ESTHÉTIQUE
SIMPLICITÉ
EFFICACITÉ

Aneartiste sur deviantartAneartiste sur twitter Aneartiste sur scoop-it

Flat design: du FONCTIONNALISME au MINIMALISME (ou l'inverse)

Le flat design est-il une résurgence du fonctionnalisme de la fin du XIXe siècle ?

Tout serait affaire de réaction. Au milieu du XIXe siècle le mouvement Arts & Crafts prenait le contre-pied du machinisme en valorisant la confection manuelle et en rejetant les ornementations artificielles créées par les machines (une accusation de tricherie qui coïncide étrangement avec les revendications actuelles du flat design). Et ce, juste avant que le fonctionnalisme ne s'élève contre la copie servile des styles classiques ou l'inventivité luxuriante de l'Art Nouveau pour imposer une doctrine esthétique résumée ainsi par Louis Sullivan : « la forme suit la fonction » ou autrement dit, c'est la fonction qui impose la forme ».

bauhaus affiche,bauhaus affichesbauhaus affiches

« On ne pourra bien dessiner le simple qu'après une étude approfondie du complexe. »
—Le Nouvel Esprit scientifique, Gaston Bachelard

Le fonctionnalisme engendrera l'école de Chicago (1875-1905), le Deutscher Werkbund, les Wiener Werkstätte et le Bauhaus. Pour Louis Sullivan, le fonctionnalisme résulte d'une observation approfondie des processus évolutionnistes de la nature.
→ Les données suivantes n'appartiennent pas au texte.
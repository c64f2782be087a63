//! Message types for the pegged token contract

use cosmwasm_schema::{cw_serde, QueryResponses};
use cosmwasm_std::{Binary, Uint128};
use cw20::{AllowanceResponse, BalanceResponse, Cw20Coin, Expiration, TokenInfoResponse};

// ============================================================================
// Instantiate & Migrate
// ============================================================================

/// Migrate message
#[cw_serde]
pub struct MigrateMsg {}

/// Instantiate message
///
/// The three bridge identities are fixed here for the contract's lifetime;
/// no execute message can change them afterwards.
#[cw_serde]
pub struct InstantiateMsg {
    /// Token name
    pub name: String,
    /// Token symbol
    pub symbol: String,
    /// Token decimals
    pub decimals: u8,
    /// Optional pre-funded balances
    pub initial_balances: Vec<Cw20Coin>,
    /// Owner administering bridge caps and roles
    pub owner: String,
    /// Origin-network address of the pegged asset (0x-prefixed, 20 bytes)
    pub origin_token: String,
    /// Canonical child-chain manager (receives the depositor role)
    pub child_chain_manager: String,
    /// Canonical gateway
    pub gateway: String,
}

// ============================================================================
// Execute Messages
// ============================================================================

/// Execute messages
#[cw_serde]
pub enum ExecuteMsg {
    // ========================================================================
    // Base Token Surface (cw20-base)
    // ========================================================================
    /// Transfer tokens to another account
    Transfer { recipient: String, amount: Uint128 },

    /// Transfer tokens to a contract and trigger its receive hook
    Send {
        contract: String,
        amount: Uint128,
        msg: Binary,
    },

    /// Allow a spender to draw from the caller's balance
    IncreaseAllowance {
        spender: String,
        amount: Uint128,
        expires: Option<Expiration>,
    },

    /// Shrink a spender's allowance
    DecreaseAllowance {
        spender: String,
        amount: Uint128,
        expires: Option<Expiration>,
    },

    /// Transfer from a delegating account (requires allowance)
    TransferFrom {
        owner: String,
        recipient: String,
        amount: Uint128,
    },

    /// Send from a delegating account (requires allowance)
    SendFrom {
        owner: String,
        contract: String,
        amount: Uint128,
        msg: Binary,
    },

    // ========================================================================
    // Generic Bridge Pathway (capacity-gated)
    // ========================================================================
    /// Mint against the caller's bridge capacity
    ///
    /// Authorization: any caller; fails once the caller's net issuance would
    /// exceed its cap (never-configured callers hold cap zero)
    Mint { recipient: String, amount: Uint128 },

    /// Burn the caller's own balance, settling the caller's issuance when it
    /// has an active bridge record
    Burn { amount: Uint128 },

    /// Burn from a delegating account (requires allowance), settling the
    /// caller's issuance when it has an active bridge record
    BurnFrom { owner: String, amount: Uint128 },

    // ========================================================================
    // Canonical Child-Chain Pathway
    // ========================================================================
    /// Mint deposited value to `recipient`
    ///
    /// Authorization: depositor role. `deposit_data` carries the amount in
    /// the origin encoding: 32 bytes, big-endian.
    Deposit {
        recipient: String,
        deposit_data: Binary,
    },

    /// Burn the caller's own balance to exit to the origin network
    ///
    /// Authorization: any holder
    Withdraw { amount: Uint128 },

    // ========================================================================
    // Canonical Gateway Pathway
    // ========================================================================
    /// Mint bridged value to `recipient`
    ///
    /// Authorization: gateway only
    BridgeMint { recipient: String, amount: Uint128 },

    /// Burn bridged value from `owner` (no allowance; the gateway is trusted)
    ///
    /// Authorization: gateway only
    BridgeBurn { owner: String, amount: Uint128 },

    // ========================================================================
    // Administration
    // ========================================================================
    /// Overwrite a bridge's supply cap; never touches its issuance
    ///
    /// Authorization: owner only
    UpdateBridgeCap { bridge: String, cap: Uint128 },

    /// Grant a role to an account
    ///
    /// Authorization: owner only
    GrantRole { role: String, account: String },

    /// Revoke a role from an account
    ///
    /// Authorization: owner only
    RevokeRole { role: String, account: String },

    /// Propose a new owner (starts the 7-day timelock)
    ///
    /// Authorization: owner only
    ProposeOwner { new_owner: String },

    /// Accept a pending ownership transfer (after the timelock)
    ///
    /// Authorization: pending owner only
    AcceptOwner {},

    /// Cancel a pending ownership transfer
    ///
    /// Authorization: owner only
    CancelOwnerProposal {},
}

// ============================================================================
// Query Messages
// ============================================================================

/// Query messages
#[cw_serde]
#[derive(QueryResponses)]
pub enum QueryMsg {
    // Base token queries (cw20-base)
    /// Balance of an account
    #[returns(BalanceResponse)]
    Balance { address: String },
    /// Token metadata and total supply
    #[returns(TokenInfoResponse)]
    TokenInfo {},
    /// Allowance granted by `owner` to `spender`
    #[returns(AllowanceResponse)]
    Allowance { owner: String, spender: String },

    // Bridge ledger & registry
    /// Supply record of a bridge identity (zeros if never configured)
    #[returns(BridgeSupplyResponse)]
    Bridge { bridge: String },
    /// Paginated list of configured bridge records
    #[returns(BridgesResponse)]
    Bridges {
        start_after: Option<String>,
        limit: Option<u32>,
    },
    /// Origin-network reference of the pegged asset
    #[returns(OriginTokenResponse)]
    OriginToken {},
    /// The two canonical bridge identities
    #[returns(CanonicalBridgesResponse)]
    CanonicalBridges {},
    /// Whether `account` holds `role`
    #[returns(HasRoleResponse)]
    HasRole { account: String, role: String },
    /// Paginated list of a role's members
    #[returns(RoleMembersResponse)]
    RoleMembers {
        role: String,
        start_after: Option<String>,
        limit: Option<u32>,
    },
    /// Contract owner
    #[returns(OwnerResponse)]
    Owner {},
    /// Pending ownership transfer, if any
    #[returns(PendingOwnerResponse)]
    PendingOwner {},

    // Capability advertisement
    /// Whether the contract exposes the function group with this 4-byte
    /// fingerprint
    #[returns(SupportsCapabilityResponse)]
    SupportsCapability { fingerprint: Binary },
    /// Whether the contract speaks the named protocol
    #[returns(SupportsProtocolResponse)]
    SupportsProtocol { protocol: String },
    /// All advertised protocols with their fingerprints
    #[returns(SupportedProtocolsResponse)]
    SupportedProtocols {},
}

// ============================================================================
// Query Responses
// ============================================================================

#[cw_serde]
pub struct BridgeSupplyResponse {
    pub bridge: String,
    pub cap: Uint128,
    pub issued: Uint128,
}

#[cw_serde]
pub struct BridgesResponse {
    pub bridges: Vec<BridgeSupplyResponse>,
}

#[cw_serde]
pub struct OriginTokenResponse {
    pub origin_token: String,
}

#[cw_serde]
pub struct CanonicalBridgesResponse {
    pub child_chain_manager: String,
    pub gateway: String,
}

#[cw_serde]
pub struct HasRoleResponse {
    pub has_role: bool,
}

#[cw_serde]
pub struct RoleMembersResponse {
    pub members: Vec<String>,
}

#[cw_serde]
pub struct OwnerResponse {
    pub owner: String,
}

#[cw_serde]
pub struct PendingOwnerResponse {
    pub pending_owner: Option<String>,
    /// Block time (seconds) from which the transfer can be accepted
    pub execute_after: Option<u64>,
}

#[cw_serde]
pub struct SupportsCapabilityResponse {
    pub supported: bool,
}

#[cw_serde]
pub struct SupportsProtocolResponse {
    pub supported: bool,
}

#[cw_serde]
pub struct ProtocolInfo {
    pub protocol: String,
    pub fingerprint: Binary,
}

#[cw_serde]
pub struct SupportedProtocolsResponse {
    pub protocols: Vec<ProtocolInfo>,
}
//! Tests for administration: role management authorization and the
//! two-step timelocked ownership transfer.

use cosmwasm_std::{Addr, Uint128};
use cw_multi_test::{App, ContractWrapper, Executor};

use token::msg::{ExecuteMsg, InstantiateMsg, OwnerResponse, PendingOwnerResponse, QueryMsg};
use token::state::OWNER_TIMELOCK_DURATION;

// ============================================================================
// Test Setup
// ============================================================================

const OWNER: &str = "terra1owner";
const NEW_OWNER: &str = "terra1newowner";
const ALICE: &str = "terra1alice";
const BRIDGE: &str = "terra1bridge";
const CHILD_CHAIN_MANAGER: &str = "terra1childmanager";
const GATEWAY: &str = "terra1gateway";
const ORIGIN_TOKEN: &str = "0x45f6e2781ca9a2c1c03b1e0e31b1d37b16b4d1c9";

fn contract_token() -> Box<dyn cw_multi_test::Contract<cosmwasm_std::Empty>> {
    let contract = ContractWrapper::new(
        token::contract::execute,
        token::contract::instantiate,
        token::contract::query,
    );
    Box::new(contract)
}

fn setup() -> (App, Addr) {
    let mut app = App::default();
    let code_id = app.store_code(contract_token());
    let contract_addr = app
        .instantiate_contract(
            code_id,
            Addr::unchecked(OWNER),
            &InstantiateMsg {
                name: "Pegged Token".to_string(),
                symbol: "PEG".to_string(),
                decimals: 6,
                initial_balances: vec![],
                owner: OWNER.to_string(),
                origin_token: ORIGIN_TOKEN.to_string(),
                child_chain_manager: CHILD_CHAIN_MANAGER.to_string(),
                gateway: GATEWAY.to_string(),
            },
            &[],
            "peg-token",
            Some(OWNER.to_string()),
        )
        .unwrap();
    (app, contract_addr)
}

fn owner_of(app: &App, contract_addr: &Addr) -> String {
    let res: OwnerResponse = app
        .wrap()
        .query_wasm_smart(contract_addr, &QueryMsg::Owner {})
        .unwrap();
    res.owner
}

fn advance_time(app: &mut App, seconds: u64) {
    app.update_block(|block| {
        block.time = block.time.plus_seconds(seconds);
        block.height += seconds / 6;
    });
}

// ============================================================================
// Role Administration
// ============================================================================

#[test]
fn test_role_management_requires_owner() {
    let (mut app, contract_addr) = setup();

    let res = app.execute_contract(
        Addr::unchecked(ALICE),
        contract_addr.clone(),
        &ExecuteMsg::GrantRole {
            role: "depositor".to_string(),
            account: ALICE.to_string(),
        },
        &[],
    );
    let err_str = res.unwrap_err().root_cause().to_string();
    assert!(err_str.contains("only owner"));

    let res = app.execute_contract(
        Addr::unchecked(ALICE),
        contract_addr,
        &ExecuteMsg::RevokeRole {
            role: "depositor".to_string(),
            account: CHILD_CHAIN_MANAGER.to_string(),
        },
        &[],
    );
    let err_str = res.unwrap_err().root_cause().to_string();
    assert!(err_str.contains("only owner"));
}

// ============================================================================
// Ownership Transfer
// ============================================================================

#[test]
fn test_propose_owner_requires_owner() {
    let (mut app, contract_addr) = setup();

    let res = app.execute_contract(
        Addr::unchecked(ALICE),
        contract_addr,
        &ExecuteMsg::ProposeOwner {
            new_owner: ALICE.to_string(),
        },
        &[],
    );
    let err_str = res.unwrap_err().root_cause().to_string();
    assert!(err_str.contains("only owner"));
}

#[test]
fn test_ownership_transfer_full_flow() {
    let (mut app, contract_addr) = setup();

    app.execute_contract(
        Addr::unchecked(OWNER),
        contract_addr.clone(),
        &ExecuteMsg::ProposeOwner {
            new_owner: NEW_OWNER.to_string(),
        },
        &[],
    )
    .unwrap();

    let pending: PendingOwnerResponse = app
        .wrap()
        .query_wasm_smart(&contract_addr, &QueryMsg::PendingOwner {})
        .unwrap();
    assert_eq!(pending.pending_owner, Some(NEW_OWNER.to_string()));

    // Too early
    let res = app.execute_contract(
        Addr::unchecked(NEW_OWNER),
        contract_addr.clone(),
        &ExecuteMsg::AcceptOwner {},
        &[],
    );
    let err_str = res.unwrap_err().root_cause().to_string();
    assert!(err_str.contains("Timelock not expired"));

    // Wrong account
    advance_time(&mut app, OWNER_TIMELOCK_DURATION + 1);
    let res = app.execute_contract(
        Addr::unchecked(ALICE),
        contract_addr.clone(),
        &ExecuteMsg::AcceptOwner {},
        &[],
    );
    let err_str = res.unwrap_err().root_cause().to_string();
    assert!(err_str.contains("only pending owner"));

    // Accepted after the timelock
    app.execute_contract(
        Addr::unchecked(NEW_OWNER),
        contract_addr.clone(),
        &ExecuteMsg::AcceptOwner {},
        &[],
    )
    .unwrap();
    assert_eq!(owner_of(&app, &contract_addr), NEW_OWNER);

    // Authority moved with it
    let res = app.execute_contract(
        Addr::unchecked(OWNER),
        contract_addr.clone(),
        &ExecuteMsg::UpdateBridgeCap {
            bridge: BRIDGE.to_string(),
            cap: Uint128::new(1_000),
        },
        &[],
    );
    assert!(res.is_err());

    app.execute_contract(
        Addr::unchecked(NEW_OWNER),
        contract_addr,
        &ExecuteMsg::UpdateBridgeCap {
            bridge: BRIDGE.to_string(),
            cap: Uint128::new(1_000),
        },
        &[],
    )
    .unwrap();
}

#[test]
fn test_cancel_owner_proposal() {
    let (mut app, contract_addr) = setup();

    app.execute_contract(
        Addr::unchecked(OWNER),
        contract_addr.clone(),
        &ExecuteMsg::ProposeOwner {
            new_owner: NEW_OWNER.to_string(),
        },
        &[],
    )
    .unwrap();

    app.execute_contract(
        Addr::unchecked(OWNER),
        contract_addr.clone(),
        &ExecuteMsg::CancelOwnerProposal {},
        &[],
    )
    .unwrap();

    advance_time(&mut app, OWNER_TIMELOCK_DURATION + 1);
    let res = app.execute_contract(
        Addr::unchecked(NEW_OWNER),
        contract_addr.clone(),
        &ExecuteMsg::AcceptOwner {},
        &[],
    );
    let err_str = res.unwrap_err().root_cause().to_string();
    assert!(err_str.contains("No pending ownership transfer"));

    assert_eq!(owner_of(&app, &contract_addr), OWNER);
}

#[test]
fn test_accept_without_proposal_fails() {
    let (mut app, contract_addr) = setup();

    let res = app.execute_contract(
        Addr::unchecked(ALICE),
        contract_addr,
        &ExecuteMsg::AcceptOwner {},
        &[],
    );
    let err_str = res.unwrap_err().root_cause().to_string();
    assert!(err_str.contains("No pending ownership transfer"));
}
Chaque forme obéit à une nécessité, la « séduction » résultante allant de pair avec l'élimination du superflu. Dans un contexte de reconstruction, le mouvement du Bauhaus développe de son coté un style graphique qui, à contre courant de mouvements artistiques élitistes du XIX siècles, prône la création en quantité industrielle et à bas coùt. Pour Walter Gropius, le principe est de créer le compagnonnage de la main et de la machine dans la production, c'est à dire ne pas faire imiter par la machine des produits faits à la main, mais créer des objets, faits à la main, qui pourront ensuite être manufacturés. En développant l'idée qu'un produit pouvait être à la fois simple, esthétique, fonctionnel et accessible au plus grand nombre, l'influence du Bauhaus a été déterminante dans l'évolution du design moderne. Mais bien que le concept fonctionnaliste paraisse très simple, les divergences d'interprétations seront nombreuses, et particulierement à propos de la fonction. C'est ainsi que rationalistes (« la fonction, c'est ce qui est utile ») et expressionnistes (« les émotions sont aussi une fonction ») se revendiqueront également fonctionnalistes.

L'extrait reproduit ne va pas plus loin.